In 2012 a focused mine closure team was assembled to integrate closure planning into mine planning. Led by a mining engineer and comprising engineering and environmental specialists its remit is to ensure that mines are operated with closure in mind in order to minimise both short-term and longterm operating costs.

Also in 2012, workshops were held in Brazil and Ghana, at which the closure plan of each operation in AngloGold Ashanti was reviewed at a high level. This focused on environmental issues and the interface between the technical and financial disciplines. Common themes and challenges were identified and prioritised with a view to tackling them in a co-ordinated manner at corporate, regional and operational levels. There was also discussion on how to improve the company’s planning, including the internal management standard, in the light of experience gained following more than three years of implementation. Significant progress has been made across the company in closure planning. The challenge now is to optimise the plans by finding opportunities for improving them and especially for integrating them into the mine planning process. Each operation is developing a plan to close identified gaps. As of the end of 2012, all operations were substantially in compliance with the standard.

Remediation obligations and provisions

Our long-term remediation obligations include decommissioning and restoration liabilities relating to past operations, and are based on our Environmental Management Plans (EMPs) in compliance with regulatory requirements. An assessment of closure liabilities is undertaken annually and is presented in the table below.

Provisions for remediation costs are made when there is a present obligation, it is probable that expenditure on remediation work will be required and the cost can be estimated within a reasonable range of possible outcomes. These costs are based on facts currently available, technology expected to be available at the time of the clean-up, laws and regulations presently or virtually certain to be enacted, and previous experience in the remediation of contaminated sites. Provision for restoration and decommissioning costs are made at the present value of the expenditures expected to settle the obligation, using estimated cash flows based on current prices and discounted at a pre-tax rate that reflects current market assessments of the time value of money.

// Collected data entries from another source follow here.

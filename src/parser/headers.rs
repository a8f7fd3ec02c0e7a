//! An ordered, multi-valued header collection.

/// HTTP headers in arrival order.
///
/// Names keep the casing they were added with; every lookup is
/// case-insensitive. A name may appear more than once.
#[derive(Debug, Clone, Default, PartialEq, Eq)]
pub struct HeaderMap {
    entries: Vec<(String, String)>,
}

impl HeaderMap {
    /// Create an empty header map.
    pub fn new() -> Self {
        Self::default()
    }

    /// Append a header, keeping any existing values for the same name.
    pub fn append(&mut self, name: impl Into<String>, value: impl Into<String>) {
        self.entries.push((name.into(), value.into()));
    }

    /// Replace every value stored under `name` with a single new value.
    ///
    /// The replacement takes the position of the first existing entry, or is
    /// appended when the name is new.
    pub fn replace_or_add(&mut self, name: impl Into<String>, value: impl Into<String>) {
        let name = name.into();
        let value = value.into();

        match self.entries.iter().position(|(k, _)| k.eq_ignore_ascii_case(&name)) {
            Some(first) => {
                self.entries[first] = (name.clone(), value);
                let mut index = 0;
                self.entries.retain(|(k, _)| {
                    let keep = index <= first || !k.eq_ignore_ascii_case(&name);
                    index += 1;
                    keep
                });
            }
            None => self.entries.push((name, value)),
        }
    }

    /// The first value stored under `name`.
    pub fn get(&self, name: &str) -> Option<&str> {
        self.entries
            .iter()
            .find(|(k, _)| k.eq_ignore_ascii_case(name))
            .map(|(_, v)| v.as_str())
    }

    /// Every value stored under `name`, in arrival order.
    pub fn get_all(&self, name: &str) -> Vec<&str> {
        self.entries
            .iter()
            .filter(|(k, _)| k.eq_ignore_ascii_case(name))
            .map(|(_, v)| v.as_str())
            .collect()
    }

    pub fn contains(&self, name: &str) -> bool {
        self.get(name).is_some()
    }

    pub fn len(&self) -> usize {
        self.entries.len()
    }

    pub fn is_empty(&self) -> bool {
        self.entries.is_empty()
    }

    pub fn iter(&self) -> impl Iterator<Item = (&str, &str)> {
        self.entries.iter().map(|(k, v)| (k.as_str(), v.as_str()))
    }
}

Rehabilitation liabilities per operation ($m)
Operation 2012 2011
Restoration Decommissioning Total Total
South Africa 43.7 105.1 148.8 154.8
Great Noligwa 0.6 9.5 10.1 15.7
Kopanang 1.0 17.0 18.0 22.9
Moab Khotsong 1.7 23.9 25.6 31.2
TauTona 12.4 7.4 19.8 23.8
Savuka 4.3 3.8 8.1 8.6
Mponeng 2.2 3.3 5.5 10.2
Legacy projects        
– Vaal River 14.2 14.2 9.4
– West Wits 7.0 7.0 1.1
– Other 0.6 0.6 0.6
ERGO (1) 16.8 5.0 21.8 30.3
Mine Waste Solutions 4.1 13.1 17.2
Nufcor 0.9 0.9 1.0
Continental Africa 275.1 152.4 427.5 364.3
Iduapriem 28.4 14.6 43.0 44.3
Obuasi 136.8 46.8 183.6 143.9
Mpasatia (Bibiani pit) 8.8 8.8 8.6
Siguiri 33.2 37.5 70.7 53.1
Morila 2.7 2.3 5.0 5.6
Sadiola 12.9 11.1 24.0 24.6
Yatela 6.8 8.3 15.1 14.4
Navachab 3.1 2.4 5.5 3.3
Mongbwalu 6.0 2.4 8.4 7.9
Kibali 2.1 2.1
Geita 36.4 25.0 61.4 58.6
Australasia 26.8 34.7 61.5 42.0
Sunrise Dam 26.8 13.2 40.0 40.6
Tropicana 21.5 21.5 1.4
Americas 211.9 37.6 249.5 230.3
Cerro Vanguardia 35.8 10.4 46.2 38.9
AngloGold Ashanti Mineração 68.6 18.1 86.7 81.9
Serra Grande 18.7 5.1 23.8 27.6
United States of America        
Cripple Creek & Victor 87.1 4.0 91.1 81.1
La Colosa 1.7 1.7 0.8
Sub-total 557.5 329.8 887.3 791.4
Less equity accounted investments included above (1) (22.4) (23.8) (46.2) (44.6)
AngloGold Ashanti 535.1 306.0 841.1 746.8
  1. (1)Subsequent to year end, the ERGO licence was transferred to DRDGOLD Limited.